══ DATA SECTION ══
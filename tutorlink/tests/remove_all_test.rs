//! Bulk removal, including a store that fails on one record

mod common;

use async_trait::async_trait;
use common::{TestEngine, subjects};
use std::collections::BTreeSet;
use std::result::Result;
use std::sync::Arc;
use tutorlink::models::{Subject, SubjectId, Termination};
use tutorlink::prelude::*;
use tutorlink::storage::{BaseStore, RelationshipFilter, SurrealDBConfig, create_store};

/// Delegates to a real store but refuses to delete one relationship
#[derive(Debug)]
struct FaultyStore {
    inner: Arc<dyn PairingStore>,
    fail_on: RelationshipId,
}

#[async_trait]
impl BaseStore for FaultyStore {
    async fn health_check(&self) -> Result<bool, StorageError> {
        self.inner.health_check().await
    }

    async fn clear(&self) -> Result<(), StorageError> {
        self.inner.clear().await
    }

    async fn get_metadata(&self) -> Result<serde_json::Value, StorageError> {
        self.inner.get_metadata().await
    }

    async fn close(&self) -> Result<(), StorageError> {
        self.inner.close().await
    }
}

#[async_trait]
impl UserStore for FaultyStore {
    async fn create_user(&self, user: User) -> Result<User, StorageError> {
        self.inner.create_user(user).await
    }

    async fn get_user(&self, id: &UserId) -> Result<Option<User>, StorageError> {
        self.inner.get_user(id).await
    }

    async fn update_user(&self, user: User) -> Result<User, StorageError> {
        self.inner.update_user(user).await
    }

    async fn delete_user(&self, id: &UserId) -> Result<bool, StorageError> {
        self.inner.delete_user(id).await
    }

    async fn list_users(
        &self,
        limit: Option<usize>,
        offset: Option<usize>,
    ) -> Result<Vec<User>, StorageError> {
        self.inner.list_users(limit, offset).await
    }

    async fn create_subject(&self, subject: Subject) -> Result<Subject, StorageError> {
        self.inner.create_subject(subject).await
    }

    async fn get_subject(&self, id: &SubjectId) -> Result<Option<Subject>, StorageError> {
        self.inner.get_subject(id).await
    }

    async fn list_subjects(&self) -> Result<Vec<Subject>, StorageError> {
        self.inner.list_subjects().await
    }
}

#[async_trait]
impl RelationshipStore for FaultyStore {
    async fn insert_relationship(
        &self,
        relationship: Relationship,
    ) -> Result<Relationship, StorageError> {
        self.inner.insert_relationship(relationship).await
    }

    async fn get_relationship(
        &self,
        id: &RelationshipId,
    ) -> Result<Option<Relationship>, StorageError> {
        self.inner.get_relationship(id).await
    }

    async fn update_relationship(
        &self,
        relationship: Relationship,
    ) -> Result<Relationship, StorageError> {
        self.inner.update_relationship(relationship).await
    }

    async fn delete_relationship(
        &self,
        id: &RelationshipId,
        cause: Termination,
    ) -> Result<bool, StorageError> {
        if id == &self.fail_on {
            return Err(StorageError::Connection("injected failure".to_string()));
        }
        self.inner.delete_relationship(id, cause).await
    }

    async fn list_relationships(
        &self,
        filter: Option<RelationshipFilter>,
        limit: Option<usize>,
        offset: Option<usize>,
    ) -> Result<Vec<Relationship>, StorageError> {
        self.inner.list_relationships(filter, limit, offset).await
    }

    async fn count_relationships(
        &self,
        filter: Option<RelationshipFilter>,
    ) -> Result<usize, StorageError> {
        self.inner.count_relationships(filter).await
    }
}

/// Three requesters paired with one provider; the first is accepted
async fn seed(t: &TestEngine) -> (UserId, Vec<RelationshipId>) {
    let tutor = t.add_provider("tutor", &["math", "physics"], 3).await;
    let mut ids = Vec::new();
    for name in ["student-a", "student-b", "student-c"] {
        let student = t.add_requester(name).await;
        t.service()
            .request_relationship(&student, &tutor, subjects(&["math"]))
            .await
            .unwrap();
        ids.push(RelationshipId::for_pair(&student, &tutor));
    }
    t.service().accept_relationship(&ids[0]).await.unwrap();
    t.settle().await;
    t.notifier.clear();
    (tutor, ids)
}

#[tokio::test]
async fn test_remove_all_relationships() {
    let t = TestEngine::new().await;
    let (tutor, _) = seed(&t).await;

    let removed = t
        .service()
        .remove_all_relationships(&tutor, "leaving the programme")
        .await
        .expect("bulk removal failed");
    assert_eq!(removed, 3);
    assert_eq!(t.relationship_count().await, 0);

    t.settle().await;
    let notifications = t.notifier.of_kind(NotificationKind::Removed);
    assert_eq!(notifications.len(), 3);
    assert!(
        notifications
            .iter()
            .all(|n| n.reason() == Some("leaving the programme"))
    );
    let recipients: BTreeSet<String> = notifications
        .iter()
        .map(|n| n.recipients[0].user_id.to_string())
        .collect();
    assert_eq!(recipients.len(), 3);
}

#[tokio::test]
async fn test_remove_all_reports_partial_failure() {
    let inner = create_store(&SurrealDBConfig::memory()).await.unwrap();
    let fail_on = RelationshipId::for_pair(&UserId::from("student-b"), &UserId::from("tutor"));
    let store = Arc::new(FaultyStore {
        inner,
        fail_on,
    });
    let t = TestEngine::with_store(store).await;
    let (tutor, ids) = seed(&t).await;

    let err = t
        .service()
        .remove_all_relationships(&tutor, "leaving")
        .await
        .unwrap_err();

    match err {
        TutorlinkError::PartialFailure { removed, failures } => {
            assert_eq!(removed, 2);
            assert_eq!(failures.len(), 1);
            assert_eq!(failures[0].relationship_id, ids[1]);
            assert!(failures[0].cause.contains("injected failure"));
        }
        other => panic!("expected partial failure, got {other:?}"),
    }

    // The two successful removals stay committed
    assert_eq!(t.relationship_count().await, 1);
    assert!(t.engine.store().get_relationship(&ids[1]).await.unwrap().is_some());

    t.settle().await;
    assert_eq!(t.notifier.of_kind(NotificationKind::Removed).len(), 2);
}

#[tokio::test]
async fn test_remove_all_argument_checks() {
    let t = TestEngine::new().await;
    let (tutor, _) = seed(&t).await;

    let err = t
        .service()
        .remove_all_relationships(&tutor, " ")
        .await
        .unwrap_err();
    assert_eq!(err.code(), ErrorCode::MissingArguments);

    let err = t
        .service()
        .remove_all_relationships(&UserId::from("nobody"), "reason")
        .await
        .unwrap_err();
    assert_eq!(err.code(), ErrorCode::NotFound);

    assert_eq!(t.relationship_count().await, 3);
}
//! Configuration validation utilities.
//!
//! This module provides validation functions for configuration values.

use super::ConfigError;
use super::models::*;

/// Validate the entire configuration.
pub fn validate_config(config: &TutorlinkConfig) -> Result<(), ConfigError> {
    validate_storage_config(&config.storage)?;
    validate_sweeper_config(&config.sweeper)?;
    validate_notification_config(&config.notifications)?;

    Ok(())
}

/// Validate storage configuration.
fn validate_storage_config(config: &StorageConfig) -> Result<(), ConfigError> {
    if config.data_dir.as_os_str().is_empty() {
        return Err(ConfigError::ValidationError(
            "Data directory cannot be empty".to_string(),
        ));
    }

    config
        .surrealdb
        .validate()
        .map_err(|e| ConfigError::ValidationError(e.to_string()))
}

/// Validate sweeper configuration.
fn validate_sweeper_config(config: &SweeperConfig) -> Result<(), ConfigError> {
    if config.interval.is_zero() {
        return Err(ConfigError::ValidationError(
            "Sweeper interval must be greater than 0".to_string(),
        ));
    }
    if config.ttl.is_zero() {
        return Err(ConfigError::ValidationError(
            "Pending TTL must be greater than 0".to_string(),
        ));
    }

    Ok(())
}

/// Validate notification configuration.
fn validate_notification_config(config: &NotificationConfig) -> Result<(), ConfigError> {
    if config.timeout_ms == 0 {
        return Err(ConfigError::ValidationError(
            "Notification timeout must be greater than 0".to_string(),
        ));
    }

    if let Some(webhook) = &config.webhook {
        let url = webhook.url.trim();
        if !(url.starts_with("http://") || url.starts_with("https://")) {
            return Err(ConfigError::ValidationError(format!(
                "Webhook URL must start with http:// or https://, got '{}'",
                webhook.url
            )));
        }
        if webhook.retry.backoff_multiplier < 1.0 {
            return Err(ConfigError::ValidationError(
                "Webhook backoff multiplier must be at least 1.0".to_string(),
            ));
        }
    }

    Ok(())
}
═══
Restate the data verbatim through the "self.inner.get_subject(id).await" line.

ANSWER SECTION:
filename tutorlink/tests/remove_all_test.rs
//! Bulk removal, including a store that fails on one record

mod common;

use async_trait::async_trait;
use common::{TestEngine, subjects};
use std::collections::BTreeSet;
use std::result::Result;
use std::sync::Arc;
use tutorlink::models::{Subject, SubjectId, Termination};
use tutorlink::prelude::*;
use tutorlink::storage::{BaseStore, RelationshipFilter, SurrealDBConfig, create_store};

/// Delegates to a real store but refuses to delete one relationship
#[derive(Debug)]
struct FaultyStore {
    inner: Arc<dyn PairingStore>,
    fail_on: RelationshipId,
}

#[async_trait]
impl BaseStore for FaultyStore {
    async fn health_check(&self) -> Result<bool, StorageError> {
        self.inner.health_check().await
    }

    async fn clear(&self) -> Result<(), StorageError> {
        self.inner.clear().await
    }

    async fn get_metadata(&self) -> Result<serde_json::Value, StorageError> {
        self.inner.get_metadata().await
    }

    async fn close(&self) -> Result<(), StorageError> {
        self.inner.close().await
    }
}

#[async_trait]
impl UserStore for FaultyStore {
    async fn create_user(&self, user: User) -> Result<User, StorageError> {
        self.inner.create_user(user).await
    }

    async fn get_user(&self, id: &UserId) -> Result<Option<User>, StorageError> {
        self.inner.get_user(id).await
    }

    async fn update_user(&self, user: User) -> Result<User, StorageError> {
        self.inner.update_user(user).await
    }

    async fn delete_user(&self, id: &UserId) -> Result<bool, StorageError> {
        self.inner.delete_user(id).await
    }

    async fn list_users(
        &self,
        limit: Option<usize>,
        offset: Option<usize>,
    ) -> Result<Vec<User>, StorageError> {
        self.inner.list_users(limit, offset).await
    }

    async fn create_subject(&self, subject: Subject) -> Result<Subject, StorageError> {
        self.inner.create_subject(subject).await
    }

    async fn get_subject(&self, id: &SubjectId) -> Result<Option<Subject>, StorageError> {
        self.inner.get_subject(id).await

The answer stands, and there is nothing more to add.